Тогда невозможно было даже подумать, что вовсе не враги — троцкисты или зиновьевцы — убили Кирова, что это злодейское убийство стало беспроигрышным ходом ловкого игрока: оно устраняло опасного соперника и вместе с этим взывало к отмщению, открывало путь к беспредельной расправе с истинными и, еще более, мнимыми врагами. Но, даже не зная всего этого, нельзя было избавиться от ощущения, что это событие явилось каким-то важным и грозным рубежом между относительно спокойным и новым, безумным периодом в жизни страны.

Впрочем, последствия проявились не сразу. Началось расследование по делу убийцы — некоего Николаева, устанавливались его связи. Картина разворачивалась постепенно, и только уже в 1936 году начали вырисовываться контуры широкой террористической акции против зиновьевско-каменевской оппозиции, с которой связывали этого человека.
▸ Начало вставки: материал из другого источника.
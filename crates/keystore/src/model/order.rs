use super::OrderId;
use chrono::NaiveDateTime;
use resource_framework::Resource;
use serde::{Deserialize, Serialize};

/// What an order asks the key manager to generate.
#[derive(Clone, Copy, Debug, Default, PartialEq, Eq, Serialize, Deserialize)]
#[serde(rename_all = "lowercase")]
pub enum OrderType {
    #[default]
    Key,
    Asymmetric,
    Certificate,
}

/// Parameters of the secret an order generates. The order's name lives here.
#[derive(Clone, Debug, Default, PartialEq, Eq, Serialize, Deserialize)]
#[serde(default)]
pub struct OrderMeta {
    #[serde(skip_serializing_if = "Option::is_none")]
    pub name: Option<String>,
    #[serde(skip_serializing_if = "Option::is_none")]
    pub algorithm: Option<String>,
    #[serde(skip_serializing_if = "Option::is_none")]
    pub bit_length: Option<u32>,
    #[serde(skip_serializing_if = "Option::is_none")]
    pub mode: Option<String>,
    #[serde(skip_serializing_if = "Option::is_none")]
    pub payload_content_type: Option<String>,
    #[serde(skip_serializing_if = "Option::is_none")]
    pub expiration: Option<String>,
}

/// A request for the key manager to generate a key, key pair or certificate.
#[derive(Clone, Debug, Default, PartialEq, Serialize, Deserialize)]
#[serde(default)]
pub struct Order {
    pub order_ref: Option<String>,
    #[serde(rename = "type")]
    pub order_type: Option<OrderType>,
    pub status: Option<String>,
    pub meta: OrderMeta,
    pub secret_ref: Option<String>,
    pub container_ref: Option<String>,
    pub error_status_code: Option<String>,
    pub error_reason: Option<String>,
    pub sub_status: Option<String>,
    pub sub_status_message: Option<String>,
    pub creator_id: Option<String>,
    pub created: Option<NaiveDateTime>,
    pub updated: Option<NaiveDateTime>,
}

/// Payload for creating an order.
#[derive(Clone, Debug, Default, Serialize)]
pub struct OrderCreate {
    #[serde(rename = "type")]
    pub order_type: OrderType,
    pub meta: OrderMeta,
}

impl OrderCreate {
    /// A symmetric key order, e.g. `OrderCreate::key("disk", "aes", 256)`.
    pub fn key(name: impl Into<String>, algorithm: impl Into<String>, bit_length: u32) -> Self {
        Self {
            order_type: OrderType::Key,
            meta: OrderMeta {
                name: Some(name.into()),
                algorithm: Some(algorithm.into()),
                bit_length: Some(bit_length),
                ..Default::default()
            },
        }
    }
}

/// Payload for updating an order.
#[derive(Clone, Debug, Default, Serialize)]
pub struct OrderUpdate {
    #[serde(skip_serializing_if = "Option::is_none")]
    pub meta: Option<OrderMeta>,
}

impl Resource for Order {
    type Id = OrderId;
    type Create = OrderCreate;
    type Update = OrderUpdate;

    const KIND: &'static str = "order";
    const BASE_PATH: &'static str = "orders";
    const RESOURCES_KEY: &'static str = "orders";
    const REF_KEY: &'static str = "order_ref";

    fn href(&self) -> Option<&str> {
        self.order_ref.as_deref()
    }

    fn name(&self) -> Option<&str> {
        self.meta.name.as_deref()
    }
}
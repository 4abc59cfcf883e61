//! # Generic Client
//!
//! This module defines the session helpers every resource proxy delegates to.

use crate::error::SessionError;
use crate::message::ResourceRequest;
use crate::resource::{ListQuery, Resource};
use tokio::sync::{mpsc, oneshot};
use tracing::{debug, instrument};

/// ## ResourceClient
///
/// The `ResourceClient<T>` provides a type‑safe, async API over a `ResourceActor<T>`. It
/// forwards create / get / update / delete / list / find requests over a Tokio mpsc channel
/// and returns results via oneshot channels. The client is cheap to clone and can be shared
/// across tasks.
///
/// * **Cloneable** – holds only a sender, so cloning is inexpensive.
/// * **Async API** – all methods resolve to `Result<…, SessionError>`.
/// * **Generic** – works with any kind that implements `Resource`.
pub struct ResourceClient<T: Resource> {
    sender: mpsc::Sender<ResourceRequest<T>>,
}

impl<T: Resource> Clone for ResourceClient<T> {
    fn clone(&self) -> Self {
        Self {
            sender: self.sender.clone(),
        }
    }
}

impl<T: Resource> std::fmt::Debug for ResourceClient<T> {
    fn fmt(&self, f: &mut std::fmt::Formatter<'_>) -> std::fmt::Result {
        f.debug_struct("ResourceClient")
            .field("resource", &T::KIND)
            .finish()
    }
}

impl<T: Resource> ResourceClient<T> {
    pub fn new(sender: mpsc::Sender<ResourceRequest<T>>) -> Self {
        Self { sender }
    }

    async fn request<R>(
        &self,
        build: impl FnOnce(oneshot::Sender<Result<R, SessionError>>) -> ResourceRequest<T>,
    ) -> Result<R, SessionError> {
        let (respond_to, response) = oneshot::channel();
        self.sender
            .send(build(respond_to))
            .await
            .map_err(|_| SessionError::BackendClosed)?;
        response.await.map_err(|_| SessionError::BackendDropped)?
    }

    #[instrument(skip(self, attrs), fields(resource = T::KIND))]
    pub async fn create(&self, attrs: T::Create) -> Result<T, SessionError> {
        debug!("Sending create");
        self.request(|respond_to| ResourceRequest::Create { attrs, respond_to })
            .await
    }

    #[instrument(skip(self), fields(resource = T::KIND))]
    pub async fn get(&self, id: T::Id) -> Result<T, SessionError> {
        debug!("Sending get");
        self.request(|respond_to| ResourceRequest::Get { id, respond_to })
            .await
    }

    #[instrument(skip(self, attrs), fields(resource = T::KIND))]
    pub async fn update(&self, id: T::Id, attrs: T::Update) -> Result<T, SessionError> {
        debug!("Sending update");
        self.request(|respond_to| ResourceRequest::Update {
            id,
            attrs,
            respond_to,
        })
        .await
    }

    #[instrument(skip(self), fields(resource = T::KIND))]
    pub async fn delete(&self, id: T::Id, ignore_missing: bool) -> Result<(), SessionError> {
        debug!("Sending delete");
        self.request(|respond_to| ResourceRequest::Delete {
            id,
            ignore_missing,
            respond_to,
        })
        .await
    }

    #[instrument(skip(self), fields(resource = T::KIND))]
    pub async fn list(&self, query: ListQuery) -> Result<Vec<T>, SessionError> {
        debug!("Sending list");
        self.request(|respond_to| ResourceRequest::List { query, respond_to })
            .await
    }

    #[instrument(skip(self), fields(resource = T::KIND))]
    pub async fn find(&self, name_or_id: String) -> Result<Option<T>, SessionError> {
        debug!("Sending find");
        self.request(|respond_to| ResourceRequest::Find {
            name_or_id,
            respond_to,
        })
        .await
    }
}
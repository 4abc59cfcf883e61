//! Runtime orchestration and lifecycle management.
//!
//! - [`KeystoreSystem`] - picks a backend, starts one actor per resource kind and shuts
//!   them down again
//! - [`setup_tracing`] - initializes the tracing/logging infrastructure

pub mod keystore_system;
pub mod tracing;

pub use keystore_system::*;
pub use tracing::*;
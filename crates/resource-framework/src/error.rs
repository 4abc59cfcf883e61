//! # Session Errors
//!
//! This module defines the common error type returned by every session helper.
//! Backends, the actor loop and the client all speak `SessionError`, so callers
//! only ever match on one enum regardless of which backend served the request.

/// Errors that can occur while serving a resource request.
#[derive(Debug, thiserror::Error)]
pub enum SessionError {
    #[error("Backend closed")]
    BackendClosed,
    #[error("Backend dropped response channel")]
    BackendDropped,
    #[error("No {resource} found for {id}")]
    NotFound { resource: &'static str, id: String },
    #[error("More than one {resource} exists with the name '{name}'")]
    DuplicateResource { resource: &'static str, name: String },
    #[error("{resource} has no id")]
    MissingId { resource: &'static str },
    #[error("Key manager rejected credentials (status {0})")]
    Unauthorized(u16),
    #[error("Key manager returned status {status}: {message}")]
    Status { status: u16, message: String },
    #[error("Network error communicating with key manager")]
    Network(#[source] reqwest::Error),
    #[error("Failed to encode or decode resource: {0}")]
    Decode(#[from] serde_json::Error),
    #[error("Invalid response: {0}")]
    InvalidResponse(String),
}

impl SessionError {
    /// True for the errors that mean "the entity is not there".
    pub fn is_not_found(&self) -> bool {
        matches!(self, SessionError::NotFound { .. })
    }
}
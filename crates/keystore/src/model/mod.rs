//! Key manager resources implementing the [`Resource`](resource_framework::Resource) trait.
//!
//! Every kind gets a `String`-backed id newtype (`ContainerId`, `OrderId`, `SecretId`)
//! from [`resource_id!`]. The same macro implements `IntoResourceId` so proxy methods
//! accept an id, a plain string, or the resource itself.

pub mod container;
pub mod order;
pub mod secret;

pub use container::*;
pub use order::*;
pub use secret::*;

/// Generates the id newtype for a resource kind plus its `IntoResourceId` conversions.
///
/// `resource_id!(Secret)` produces `SecretId` and lets `SecretId`, `&SecretId`, `&str`,
/// `String`, `Secret` and `&Secret` stand in wherever a secret id is expected. A resource
/// without a reference URL converts to [`SessionError::MissingId`].
///
/// [`SessionError::MissingId`]: resource_framework::SessionError::MissingId
macro_rules! resource_id {
    ($($kind:ident),+ $(,)?) => {
        paste::paste! {
            $(
                /// Identifier of a resource, the last segment of its reference URL.
                #[derive(Clone, Debug, PartialEq, Eq, Hash, PartialOrd, Ord, serde::Serialize, serde::Deserialize)]
                #[serde(transparent)]
                pub struct [<$kind Id>](pub String);

                impl From<String> for [<$kind Id>] {
                    fn from(id: String) -> Self {
                        Self(id)
                    }
                }

                impl From<&str> for [<$kind Id>] {
                    fn from(id: &str) -> Self {
                        Self(id.to_owned())
                    }
                }

                impl std::fmt::Display for [<$kind Id>] {
                    fn fmt(&self, f: &mut std::fmt::Formatter<'_>) -> std::fmt::Result {
                        f.write_str(&self.0)
                    }
                }

                impl AsRef<str> for [<$kind Id>] {
                    fn as_ref(&self) -> &str {
                        &self.0
                    }
                }

                impl resource_framework::IntoResourceId<$kind> for [<$kind Id>] {
                    fn into_resource_id(self) -> Result<[<$kind Id>], resource_framework::SessionError> {
                        Ok(self)
                    }
                }

                impl resource_framework::IntoResourceId<$kind> for &[<$kind Id>] {
                    fn into_resource_id(self) -> Result<[<$kind Id>], resource_framework::SessionError> {
                        Ok(self.clone())
                    }
                }

                impl resource_framework::IntoResourceId<$kind> for &str {
                    fn into_resource_id(self) -> Result<[<$kind Id>], resource_framework::SessionError> {
                        Ok(self.into())
                    }
                }

                impl resource_framework::IntoResourceId<$kind> for String {
                    fn into_resource_id(self) -> Result<[<$kind Id>], resource_framework::SessionError> {
                        Ok(self.into())
                    }
                }

                impl resource_framework::IntoResourceId<$kind> for &$kind {
                    fn into_resource_id(self) -> Result<[<$kind Id>], resource_framework::SessionError> {
                        resource_framework::Resource::id(self).ok_or(
                            resource_framework::SessionError::MissingId {
                                resource: <$kind as resource_framework::Resource>::KIND,
                            },
                        )
                    }
                }

                impl resource_framework::IntoResourceId<$kind> for $kind {
                    fn into_resource_id(self) -> Result<[<$kind Id>], resource_framework::SessionError> {
                        resource_framework::IntoResourceId::<$kind>::into_resource_id(&self)
                    }
                }
            )+
        }
    };
}

resource_id!(Container, Order, Secret);
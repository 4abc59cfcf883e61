//! # Backend Trait
//!
//! A `Backend<T>` performs the raw storage operations for one resource kind. It reports
//! absence with `None` / `false` rather than errors; the `ResourceActor` turns those into
//! `NotFound` (or not) depending on the request, so the not-found rules live in one place.
//!
//! Two implementations ship with the framework:
//! - [`MemoryBackend`](crate::memory::MemoryBackend) – in-process emulation of the key manager.
//! - [`HttpBackend`](crate::http::HttpBackend) – REST client against a real key manager.

use crate::error::SessionError;
use crate::resource::{ListQuery, Resource};
use async_trait::async_trait;

#[async_trait]
pub trait Backend<T: Resource>: Send + 'static {
    /// Create a new instance and return it as the service sees it.
    async fn create(&mut self, attrs: T::Create) -> Result<T, SessionError>;

    /// Fetch one instance, `None` when it does not exist.
    async fn get(&mut self, id: &T::Id) -> Result<Option<T>, SessionError>;

    /// Apply `attrs` and return the updated instance, `None` when it does not exist.
    async fn update(&mut self, id: &T::Id, attrs: T::Update) -> Result<Option<T>, SessionError>;

    /// Remove an instance. Returns whether anything was removed.
    async fn delete(&mut self, id: &T::Id) -> Result<bool, SessionError>;

    /// One page of instances matching `query`.
    async fn list(&mut self, query: &ListQuery) -> Result<Vec<T>, SessionError>;
}
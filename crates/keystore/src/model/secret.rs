use super::SecretId;
use chrono::NaiveDateTime;
use resource_framework::Resource;
use serde::{Deserialize, Serialize};
use std::collections::BTreeMap;
use std::fmt;

#[derive(Clone, Copy, Debug, Default, PartialEq, Eq, Serialize, Deserialize)]
#[serde(rename_all = "lowercase")]
pub enum SecretType {
    Symmetric,
    Public,
    Private,
    Passphrase,
    Certificate,
    #[default]
    Opaque,
}

/// A stored secret and its metadata.
///
/// `payload` is only present when the service returns it; listing secrets never does.
#[derive(Clone, Debug, Default, PartialEq, Serialize, Deserialize)]
#[serde(default)]
pub struct Secret {
    pub secret_ref: Option<String>,
    pub name: Option<String>,
    pub algorithm: Option<String>,
    pub bit_length: Option<u32>,
    pub mode: Option<String>,
    pub secret_type: Option<SecretType>,
    pub expiration: Option<String>,
    pub status: Option<String>,
    pub content_types: BTreeMap<String, String>,
    pub payload: Option<String>,
    pub payload_content_type: Option<String>,
    pub payload_content_encoding: Option<String>,
    pub creator_id: Option<String>,
    pub created: Option<NaiveDateTime>,
    pub updated: Option<NaiveDateTime>,
}

/// Payload for storing a secret. Unset fields are left to the service.
///
/// `Debug` never prints the payload itself, so the value can be logged safely.
#[derive(Clone, Default, Serialize)]
pub struct SecretCreate {
    #[serde(skip_serializing_if = "Option::is_none")]
    pub name: Option<String>,
    #[serde(skip_serializing_if = "Option::is_none")]
    pub algorithm: Option<String>,
    #[serde(skip_serializing_if = "Option::is_none")]
    pub bit_length: Option<u32>,
    #[serde(skip_serializing_if = "Option::is_none")]
    pub mode: Option<String>,
    #[serde(skip_serializing_if = "Option::is_none")]
    pub secret_type: Option<SecretType>,
    #[serde(skip_serializing_if = "Option::is_none")]
    pub expiration: Option<String>,
    #[serde(skip_serializing_if = "Option::is_none")]
    pub payload: Option<String>,
    #[serde(skip_serializing_if = "Option::is_none")]
    pub payload_content_type: Option<String>,
    #[serde(skip_serializing_if = "Option::is_none")]
    pub payload_content_encoding: Option<String>,
}

impl SecretCreate {
    pub fn named(name: impl Into<String>) -> Self {
        Self {
            name: Some(name.into()),
            ..Default::default()
        }
    }

    /// Attaches a plain-text payload.
    pub fn with_payload(mut self, payload: impl Into<String>) -> Self {
        self.payload = Some(payload.into());
        self.payload_content_type = Some("text/plain".to_owned());
        self
    }
}

impl fmt::Debug for SecretCreate {
    fn fmt(&self, f: &mut fmt::Formatter<'_>) -> fmt::Result {
        f.debug_struct("SecretCreate")
            .field("name", &self.name)
            .field("algorithm", &self.algorithm)
            .field("bit_length", &self.bit_length)
            .field("mode", &self.mode)
            .field("secret_type", &self.secret_type)
            .field("expiration", &self.expiration)
            .field("payload", &self.payload.as_ref().map(|_| "<redacted>"))
            .field("payload_content_type", &self.payload_content_type)
            .field("payload_content_encoding", &self.payload_content_encoding)
            .finish()
    }
}

/// Every writable field is optional, so updates reuse the create payload.
pub type SecretUpdate = SecretCreate;

impl Resource for Secret {
    type Id = SecretId;
    type Create = SecretCreate;
    type Update = SecretUpdate;

    const KIND: &'static str = "secret";
    const BASE_PATH: &'static str = "secrets";
    const RESOURCES_KEY: &'static str = "secrets";
    const REF_KEY: &'static str = "secret_ref";

    fn href(&self) -> Option<&str> {
        self.secret_ref.as_deref()
    }

    fn name(&self) -> Option<&str> {
        self.name.as_deref()
    }
}

#[cfg(test)]
mod tests {
    use super::*;
    use serde_json::json;

    #[test]
    fn test_decodes_listing_entry() {
        let secret: Secret = serde_json::from_value(json!({
            "secret_ref": "https://kms/v1/secrets/s-1/",
            "name": "db-password",
            "secret_type": "passphrase",
            "expiration": null,
            "content_types": {"default": "text/plain"}
        }))
        .unwrap();

        assert_eq!(secret.id(), Some(SecretId::from("s-1")));
        assert_eq!(secret.secret_type, Some(SecretType::Passphrase));
        assert_eq!(secret.content_types["default"], "text/plain");
        assert!(secret.payload.is_none());
    }

    #[test]
    fn test_payload_sets_content_type() {
        let payload = SecretCreate::named("token").with_payload("hunter2");
        assert_eq!(
            serde_json::to_value(&payload).unwrap(),
            json!({"name": "token", "payload": "hunter2", "payload_content_type": "text/plain"})
        );
    }

    #[test]
    fn test_debug_redacts_payload() {
        let rendered = format!("{:?}", SecretCreate::named("x").with_payload("p"));
        assert!(!rendered.contains("\"p\""));
        assert!(rendered.contains("<redacted>"));

        let rendered = format!("{:?}", SecretCreate::named("db-password").with_payload("hunter2"));
        assert!(!rendered.contains("hunter2"));
        assert!(rendered.contains("db-password"));
        assert!(rendered.contains("text/plain"));

        let empty = format!("{:?}", SecretCreate::named("x"));
        assert!(empty.contains("payload: None"));
    }
}
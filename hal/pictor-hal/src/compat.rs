//! Adapters over embedded-hal 1.0 peripherals
//!
//! Most platform SDKs already expose their buses through embedded-hal
//! traits. These wrappers let such peripherals satisfy the Pictor
//! contract without a hand-written backend.

#[cfg(feature = "delay")]
use crate::delay::Delay;
#[cfg(feature = "i2c")]
use crate::i2c::I2cDevice;
#[cfg(feature = "spi")]
use crate::spi::SpiDevice;
#[cfg(feature = "spi")]
use crate::word::WordSize;

/// Wrap an [`embedded_hal::delay::DelayNs`] as a [`Delay`]
#[cfg(feature = "delay")]
pub struct EhDelay<T>(pub T);

#[cfg(feature = "delay")]
impl<T: embedded_hal::delay::DelayNs> Delay for EhDelay<T> {
    fn delay_us(&mut self, us: u32) {
        self.0.delay_us(us);
    }

    fn delay_ms(&mut self, ms: u32) {
        self.0.delay_ms(ms);
    }
}

/// Bind an [`embedded_hal::i2c::I2c`] bus to one slave address
///
/// The register phase is expressed as a write operation in the same bus
/// transaction as the payload; register reads use a repeated start.
#[cfg(feature = "i2c")]
pub struct EhI2c<B> {
    bus: B,
    address: u8,
}

#[cfg(feature = "i2c")]
impl<B> EhI2c<B> {
    /// Create a device bound to a 7-bit slave address
    pub fn new(bus: B, address: u8) -> Self {
        Self { bus, address }
    }

    /// Release the underlying bus
    pub fn release(self) -> B {
        self.bus
    }
}

#[cfg(feature = "i2c")]
impl<B: embedded_hal::i2c::I2c> I2cDevice for EhI2c<B> {
    type Error = B::Error;

    fn write(&mut self, reg: Option<u8>, data: &[u8]) -> Result<(), Self::Error> {
        use embedded_hal::i2c::Operation;
        match reg {
            Some(r) => {
                let reg_bytes = [r];
                self.bus.transaction(
                    self.address,
                    &mut [Operation::Write(&reg_bytes), Operation::Write(data)],
                )
            }
            None => self.bus.write(self.address, data),
        }
    }

    fn read(&mut self, reg: Option<u8>, buf: &mut [u8]) -> Result<(), Self::Error> {
        match reg {
            Some(r) => self.bus.write_read(self.address, &[r], buf),
            None => self.bus.read(self.address, buf),
        }
    }

    fn write_reg16(&mut self, reg: Option<u16>, data: &[u8]) -> Result<(), Self::Error> {
        use embedded_hal::i2c::Operation;
        match reg {
            Some(r) => {
                let reg_bytes = r.to_be_bytes();
                self.bus.transaction(
                    self.address,
                    &mut [Operation::Write(&reg_bytes), Operation::Write(data)],
                )
            }
            None => self.bus.write(self.address, data),
        }
    }

    fn read_reg16(&mut self, reg: Option<u16>, buf: &mut [u8]) -> Result<(), Self::Error> {
        match reg {
            Some(r) => self.bus.write_read(self.address, &r.to_be_bytes(), buf),
            None => self.bus.read(self.address, buf),
        }
    }
}

/// Wrap an [`embedded_hal::spi::SpiBus`] as a [`SpiDevice`]
///
/// The bus is byte-oriented, so word framing collapses to a byte stream;
/// callers still owe word-aligned buffer lengths. Command/address/dummy
/// phases are not expressible over `SpiBus` and the wrapper does not
/// implement [`SpiPhases`](crate::spi::SpiPhases).
#[cfg(feature = "spi")]
pub struct EhSpi<B>(pub B);

#[cfg(feature = "spi")]
impl<B: embedded_hal::spi::SpiBus<u8>> SpiDevice for EhSpi<B> {
    type Error = B::Error;

    fn transaction(
        &mut self,
        read: Option<&mut [u8]>,
        write: Option<&[u8]>,
        word_size: WordSize,
    ) -> Result<(), Self::Error> {
        match (read, write) {
            (Some(r), Some(w)) => {
                debug_assert_eq!(r.len(), w.len());
                debug_assert!(word_size.divides(w.len()));
                self.0.transfer(r, w)
            }
            (Some(r), None) => {
                debug_assert!(word_size.divides(r.len()));
                self.0.read(r)
            }
            (None, Some(w)) => {
                debug_assert!(word_size.divides(w.len()));
                self.0.write(w)
            }
            (None, None) => Ok(()),
        }
    }

    fn repeat(
        &mut self,
        pattern: Option<&[u8]>,
        repeats: u32,
        word_size: WordSize,
    ) -> Result<(), Self::Error> {
        const ZEROS: [u8; 4] = [0; 4];
        let word = match pattern {
            Some(p) => {
                debug_assert_eq!(p.len(), word_size.bytes());
                p
            }
            None => &ZEROS[..word_size.bytes()],
        };
        for _ in 0..repeats {
            self.0.write(word)?;
        }
        Ok(())
    }
}
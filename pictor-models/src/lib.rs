//! Per-model configuration records for Pictor display and input drivers
//!
//! Display controllers and touch devices each need a small block of
//! geometry and timing data. Instead of an ad hoc constant set per model,
//! the shape is described once ([`panel`], [`input`]) and instantiated
//! per supported model ([`models`]), one cargo feature per model.
//!
//! The records are plain data: drivers consume them, nothing here
//! produces or mutates them at runtime.

#![no_std]
#![deny(unsafe_code)]

pub mod input;
pub mod models;
pub mod panel;

pub use input::{CapacitiveTouchConfig, ResistiveTouchConfig};
pub use models::{DisplayModel, InputModel};
pub use panel::{
    AxisTiming, BusSupport, ColorDepth, FbdevConfig, Orientation, PanelConfig, PanelTiming,
};
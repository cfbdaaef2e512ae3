//! Pictor Hardware Abstraction Layer
//!
//! This crate defines the peripheral contract a platform backend must
//! satisfy so that display and input drivers can run on it without
//! depending on a specific SDK. The backend owns and initializes every
//! peripheral; the traits here only borrow them for the duration of a
//! single call.
//!
//! # Architecture
//!
//! ```text
//! ┌─────────────────────────────────────────┐
//! │  Display / input drivers (external)     │
//! └─────────────────────────────────────────┘
//!                     │
//!                     ▼
//! ┌─────────────────────────────────────────┐
//! │  pictor-hal (this crate - traits)       │
//! └─────────────────────────────────────────┘
//!                     │
//!         ┌───────────┴───────────┐
//!         ▼                       ▼
//! ┌───────────────┐       ┌───────────────┐
//! │ platform SDK  │       │ pictor-hal-   │
//! │   backend     │       │     mock      │
//! └───────────────┘       └───────────────┘
//! ```
//!
//! # Capability groups
//!
//! Each operation group lives behind a cargo feature and compiles to
//! nothing when disabled. A backend implements a group completely or not
//! at all; there is no runtime capability query.
//!
//! - `delay` - [`delay::Delay`] blocking waits
//! - `gpio` - [`gpio::OutputPin`], [`gpio::InputPin`] digital I/O
//! - `i2c` - [`i2c::I2cDevice`] register-addressed transactions
//! - `spi` - [`spi::SpiDevice`], [`spi::SpiPhases`] full-duplex transfers
//! - `parport` - [`parport::ParallelPort`] bulk word transfers
//!
//! # Error convention
//!
//! Bus traits carry an opaque associated `Error`. A transaction either
//! completed or it did not; the contract defines no finer taxonomy, and
//! callers must treat any `Err` as an unrecoverable single-transaction
//! failure. Retry policy belongs to the layer above.

#![no_std]
#![deny(unsafe_code)]

#[cfg(feature = "delay")]
pub mod delay;
#[cfg(feature = "gpio")]
pub mod gpio;
#[cfg(feature = "i2c")]
pub mod i2c;
#[cfg(feature = "parport")]
pub mod parport;
#[cfg(feature = "spi")]
pub mod spi;

#[cfg(any(feature = "spi", feature = "parport"))]
mod word;

#[cfg(all(
    feature = "embedded-hal",
    any(feature = "delay", feature = "i2c", feature = "spi")
))]
pub mod compat;

// Re-export key traits at crate root for convenience
#[cfg(feature = "delay")]
pub use delay::Delay;
#[cfg(feature = "gpio")]
pub use gpio::{InputPin, Level, OutputPin};
#[cfg(feature = "i2c")]
pub use i2c::I2cDevice;
#[cfg(feature = "parport")]
pub use parport::ParallelPort;
#[cfg(feature = "spi")]
pub use spi::{PhaseScope, SpiDevice, SpiPhases};
#[cfg(any(feature = "spi", feature = "parport"))]
pub use word::WordSize;
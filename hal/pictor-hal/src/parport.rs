//! Parallel port abstractions
//!
//! Bulk word transfer over an 8/16-bit parallel bus (Intel 8080 / Motorola
//! 6800 style panel interfaces). Strobe and select lines belong to the
//! backend; only the data path crosses this boundary.

use crate::word::WordSize;

/// Parallel port device
///
/// Symmetric blocking bulk transfer. Buffer lengths must be a multiple of
/// the word size. Errors are opaque single-transaction failures, as for
/// the serial buses.
pub trait ParallelPort {
    /// Error type for parallel port operations
    type Error;

    /// Write whole words from `data` to the port
    fn write(&mut self, data: &[u8], word_size: WordSize) -> Result<(), Self::Error>;

    /// Read whole words from the port into `buf`
    fn read(&mut self, buf: &mut [u8], word_size: WordSize) -> Result<(), Self::Error>;
}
А тем временем жизнь неслась бурным потоком. События, происходившие на международной арене, как-то вдруг страшно приблизились к нашей повседневной жизни, стали ее частью, так как все более проявлялась ее зависимость от того, что происходило в каких-то далеких странах. Безобразные блефы Гитлера, с помощью которых он захватывал все новые и новые территории, создавали ощущение надвигающейся войны. Не хотелось думать о ней, но приходилось делать это все чаще и чаще.